→ TASK
Check every line of the data below for "Result". Copy each one that has it.

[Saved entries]
------------------------------------------------------------------------

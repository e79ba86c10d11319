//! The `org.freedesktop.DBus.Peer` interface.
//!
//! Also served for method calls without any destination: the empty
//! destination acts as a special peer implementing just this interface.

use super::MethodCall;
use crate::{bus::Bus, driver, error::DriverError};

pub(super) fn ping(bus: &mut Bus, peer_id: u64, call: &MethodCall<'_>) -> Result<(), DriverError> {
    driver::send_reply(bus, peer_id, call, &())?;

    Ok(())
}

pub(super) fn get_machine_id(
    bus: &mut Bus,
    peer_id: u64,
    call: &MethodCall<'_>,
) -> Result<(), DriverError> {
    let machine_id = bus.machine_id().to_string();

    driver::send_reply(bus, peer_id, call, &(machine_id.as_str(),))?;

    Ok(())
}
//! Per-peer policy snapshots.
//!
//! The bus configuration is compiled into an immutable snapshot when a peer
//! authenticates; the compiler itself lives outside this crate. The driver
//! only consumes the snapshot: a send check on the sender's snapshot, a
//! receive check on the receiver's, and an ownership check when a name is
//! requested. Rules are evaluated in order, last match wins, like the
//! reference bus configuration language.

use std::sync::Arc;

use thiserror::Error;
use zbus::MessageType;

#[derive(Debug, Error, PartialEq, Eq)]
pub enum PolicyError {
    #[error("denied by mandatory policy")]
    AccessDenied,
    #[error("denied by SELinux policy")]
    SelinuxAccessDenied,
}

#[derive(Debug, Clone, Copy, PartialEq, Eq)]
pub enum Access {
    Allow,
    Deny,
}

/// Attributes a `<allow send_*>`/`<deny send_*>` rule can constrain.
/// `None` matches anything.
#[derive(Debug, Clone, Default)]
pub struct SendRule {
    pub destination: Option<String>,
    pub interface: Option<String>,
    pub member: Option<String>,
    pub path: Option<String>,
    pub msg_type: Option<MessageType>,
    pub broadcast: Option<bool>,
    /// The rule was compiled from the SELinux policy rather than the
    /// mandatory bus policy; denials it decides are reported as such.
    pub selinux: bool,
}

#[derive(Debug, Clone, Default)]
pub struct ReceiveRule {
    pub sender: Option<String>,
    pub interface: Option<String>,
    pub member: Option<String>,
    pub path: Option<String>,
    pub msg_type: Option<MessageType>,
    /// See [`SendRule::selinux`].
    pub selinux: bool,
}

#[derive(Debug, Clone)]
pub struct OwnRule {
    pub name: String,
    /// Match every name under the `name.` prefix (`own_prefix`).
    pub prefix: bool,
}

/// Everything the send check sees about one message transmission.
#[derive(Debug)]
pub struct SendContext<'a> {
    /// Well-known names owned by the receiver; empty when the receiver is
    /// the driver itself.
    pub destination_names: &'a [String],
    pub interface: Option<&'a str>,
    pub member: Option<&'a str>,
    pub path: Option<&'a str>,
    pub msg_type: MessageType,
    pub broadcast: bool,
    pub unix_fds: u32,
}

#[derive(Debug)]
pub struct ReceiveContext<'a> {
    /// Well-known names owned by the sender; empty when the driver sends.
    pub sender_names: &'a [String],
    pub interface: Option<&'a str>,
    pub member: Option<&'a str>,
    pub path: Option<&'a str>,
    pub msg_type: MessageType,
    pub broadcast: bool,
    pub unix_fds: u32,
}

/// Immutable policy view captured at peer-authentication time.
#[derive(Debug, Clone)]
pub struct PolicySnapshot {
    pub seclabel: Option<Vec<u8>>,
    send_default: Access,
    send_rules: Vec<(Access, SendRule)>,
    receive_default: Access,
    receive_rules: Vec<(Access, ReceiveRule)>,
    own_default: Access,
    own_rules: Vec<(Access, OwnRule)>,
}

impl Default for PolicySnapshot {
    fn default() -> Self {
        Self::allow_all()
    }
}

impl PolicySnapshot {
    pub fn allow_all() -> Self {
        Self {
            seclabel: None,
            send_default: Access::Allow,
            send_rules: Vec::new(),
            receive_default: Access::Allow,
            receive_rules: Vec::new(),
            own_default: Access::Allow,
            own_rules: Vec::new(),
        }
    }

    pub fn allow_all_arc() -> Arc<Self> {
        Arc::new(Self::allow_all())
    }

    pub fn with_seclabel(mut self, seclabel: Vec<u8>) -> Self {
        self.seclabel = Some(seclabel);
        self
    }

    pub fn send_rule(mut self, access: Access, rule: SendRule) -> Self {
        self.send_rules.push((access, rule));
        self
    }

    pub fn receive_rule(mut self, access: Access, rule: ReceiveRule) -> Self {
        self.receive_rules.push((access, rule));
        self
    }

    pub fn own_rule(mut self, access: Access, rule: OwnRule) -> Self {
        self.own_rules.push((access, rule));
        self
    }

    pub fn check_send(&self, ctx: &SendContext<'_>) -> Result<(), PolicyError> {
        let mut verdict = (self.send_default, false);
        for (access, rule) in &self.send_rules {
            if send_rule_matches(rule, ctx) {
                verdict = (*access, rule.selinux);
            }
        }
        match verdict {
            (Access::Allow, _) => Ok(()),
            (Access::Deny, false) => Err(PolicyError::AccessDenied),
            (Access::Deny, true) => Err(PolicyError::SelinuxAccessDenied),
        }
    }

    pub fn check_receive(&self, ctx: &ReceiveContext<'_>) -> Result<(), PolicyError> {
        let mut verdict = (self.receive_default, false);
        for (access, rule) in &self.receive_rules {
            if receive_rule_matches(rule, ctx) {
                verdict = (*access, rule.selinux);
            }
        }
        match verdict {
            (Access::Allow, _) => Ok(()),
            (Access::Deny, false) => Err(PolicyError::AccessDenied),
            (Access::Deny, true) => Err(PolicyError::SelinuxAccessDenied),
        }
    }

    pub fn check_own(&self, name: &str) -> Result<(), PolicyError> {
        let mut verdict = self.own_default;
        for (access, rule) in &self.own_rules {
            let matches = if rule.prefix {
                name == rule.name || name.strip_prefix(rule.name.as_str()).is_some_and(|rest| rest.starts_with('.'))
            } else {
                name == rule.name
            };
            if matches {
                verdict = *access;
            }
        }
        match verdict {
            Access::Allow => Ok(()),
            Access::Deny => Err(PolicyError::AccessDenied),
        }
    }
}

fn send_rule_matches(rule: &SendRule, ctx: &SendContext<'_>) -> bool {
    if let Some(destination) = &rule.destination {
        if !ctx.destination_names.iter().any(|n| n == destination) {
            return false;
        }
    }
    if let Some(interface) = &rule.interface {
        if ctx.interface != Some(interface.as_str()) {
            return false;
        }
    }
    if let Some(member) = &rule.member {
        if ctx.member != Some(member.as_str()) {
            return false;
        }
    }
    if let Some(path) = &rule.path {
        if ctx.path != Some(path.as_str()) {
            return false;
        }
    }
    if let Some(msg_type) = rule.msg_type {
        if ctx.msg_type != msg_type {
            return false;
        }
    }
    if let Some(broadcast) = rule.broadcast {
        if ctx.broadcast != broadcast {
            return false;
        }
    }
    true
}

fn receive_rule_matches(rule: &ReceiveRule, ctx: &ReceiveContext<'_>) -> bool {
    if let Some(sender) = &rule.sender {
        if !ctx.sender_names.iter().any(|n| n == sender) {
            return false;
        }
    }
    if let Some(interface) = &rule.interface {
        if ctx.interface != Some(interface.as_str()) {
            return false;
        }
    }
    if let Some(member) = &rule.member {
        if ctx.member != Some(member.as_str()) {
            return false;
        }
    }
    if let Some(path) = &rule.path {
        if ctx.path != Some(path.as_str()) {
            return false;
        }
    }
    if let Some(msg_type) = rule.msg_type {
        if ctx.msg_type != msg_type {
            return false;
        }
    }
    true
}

------------------------------------------------------------------------

→ COMPLETED EXERCISE
pub(super) fn ping(bus: &mut Bus, peer_id: u64, call: &MethodCall<'_>) -> Result<(), DriverError> {
) -> Result<(), DriverError> {
    pub fn check_send(&self, ctx: &SendContext<'_>) -> Result<(), PolicyError> {
    pub fn check_receive(&self, ctx: &ReceiveContext<'_>) -> Result<(), PolicyError> {
    pub fn check_own(&self, name: &str) -> Result<(), PolicyError> {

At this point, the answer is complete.